[Source records]
+--

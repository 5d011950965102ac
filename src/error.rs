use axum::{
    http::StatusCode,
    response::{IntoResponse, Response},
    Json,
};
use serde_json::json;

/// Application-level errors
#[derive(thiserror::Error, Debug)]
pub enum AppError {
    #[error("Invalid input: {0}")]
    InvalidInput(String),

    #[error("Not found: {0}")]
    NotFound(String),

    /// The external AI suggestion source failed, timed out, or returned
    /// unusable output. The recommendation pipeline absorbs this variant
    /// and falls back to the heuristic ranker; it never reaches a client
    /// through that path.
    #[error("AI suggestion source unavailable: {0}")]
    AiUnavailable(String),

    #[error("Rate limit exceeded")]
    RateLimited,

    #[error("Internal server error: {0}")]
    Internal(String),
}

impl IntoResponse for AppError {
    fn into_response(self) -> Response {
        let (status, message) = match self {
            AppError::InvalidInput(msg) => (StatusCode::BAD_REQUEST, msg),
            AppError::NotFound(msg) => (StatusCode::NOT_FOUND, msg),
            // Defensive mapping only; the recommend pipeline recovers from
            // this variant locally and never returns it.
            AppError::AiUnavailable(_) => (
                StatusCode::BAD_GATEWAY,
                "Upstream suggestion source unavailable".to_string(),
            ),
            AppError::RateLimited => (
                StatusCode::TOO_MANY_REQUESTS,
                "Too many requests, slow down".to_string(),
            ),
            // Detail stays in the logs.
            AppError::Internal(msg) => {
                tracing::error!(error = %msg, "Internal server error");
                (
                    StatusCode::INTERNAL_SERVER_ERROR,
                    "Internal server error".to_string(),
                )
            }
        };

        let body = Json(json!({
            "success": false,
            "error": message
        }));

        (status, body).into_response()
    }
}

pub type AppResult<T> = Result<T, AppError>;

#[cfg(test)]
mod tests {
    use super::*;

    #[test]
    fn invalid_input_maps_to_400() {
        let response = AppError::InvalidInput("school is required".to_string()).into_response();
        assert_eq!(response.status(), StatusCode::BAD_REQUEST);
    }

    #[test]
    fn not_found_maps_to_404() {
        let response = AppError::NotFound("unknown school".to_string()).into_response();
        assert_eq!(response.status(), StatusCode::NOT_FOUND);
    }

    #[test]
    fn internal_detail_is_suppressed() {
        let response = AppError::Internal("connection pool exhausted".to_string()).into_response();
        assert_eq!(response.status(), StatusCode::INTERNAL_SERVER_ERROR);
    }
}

+--

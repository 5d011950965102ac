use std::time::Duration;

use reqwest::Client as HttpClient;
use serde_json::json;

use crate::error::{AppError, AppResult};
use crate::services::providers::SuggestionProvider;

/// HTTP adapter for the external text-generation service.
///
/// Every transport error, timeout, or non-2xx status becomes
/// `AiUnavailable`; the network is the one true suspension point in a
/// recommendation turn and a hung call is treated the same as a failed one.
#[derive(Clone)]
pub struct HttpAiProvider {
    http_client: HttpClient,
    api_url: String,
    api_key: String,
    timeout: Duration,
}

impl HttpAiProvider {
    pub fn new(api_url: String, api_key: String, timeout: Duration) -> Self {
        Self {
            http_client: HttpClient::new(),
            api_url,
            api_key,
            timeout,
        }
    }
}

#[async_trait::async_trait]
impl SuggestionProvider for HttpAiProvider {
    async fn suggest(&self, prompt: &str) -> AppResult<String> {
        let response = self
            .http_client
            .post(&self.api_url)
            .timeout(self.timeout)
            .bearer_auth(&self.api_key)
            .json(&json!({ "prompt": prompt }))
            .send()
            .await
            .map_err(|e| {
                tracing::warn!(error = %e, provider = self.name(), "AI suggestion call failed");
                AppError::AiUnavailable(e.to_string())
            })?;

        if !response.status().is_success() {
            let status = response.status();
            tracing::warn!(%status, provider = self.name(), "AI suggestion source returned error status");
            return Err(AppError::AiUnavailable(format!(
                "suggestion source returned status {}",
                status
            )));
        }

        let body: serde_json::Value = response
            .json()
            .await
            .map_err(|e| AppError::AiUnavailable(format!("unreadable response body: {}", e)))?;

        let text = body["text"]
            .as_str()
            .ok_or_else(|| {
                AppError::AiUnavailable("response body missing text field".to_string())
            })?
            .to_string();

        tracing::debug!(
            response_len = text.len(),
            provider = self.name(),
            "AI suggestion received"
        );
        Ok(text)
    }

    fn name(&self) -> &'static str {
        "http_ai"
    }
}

+--

Copy each line above containing the string "tracing".

■ Answer section ■
                tracing::error!(error = %msg, "Internal server error");
                tracing::warn!(error = %e, provider = self.name(), "AI suggestion call failed");
            tracing::warn!(%status, provider = self.name(), "AI suggestion source returned error status");
        tracing::debug!(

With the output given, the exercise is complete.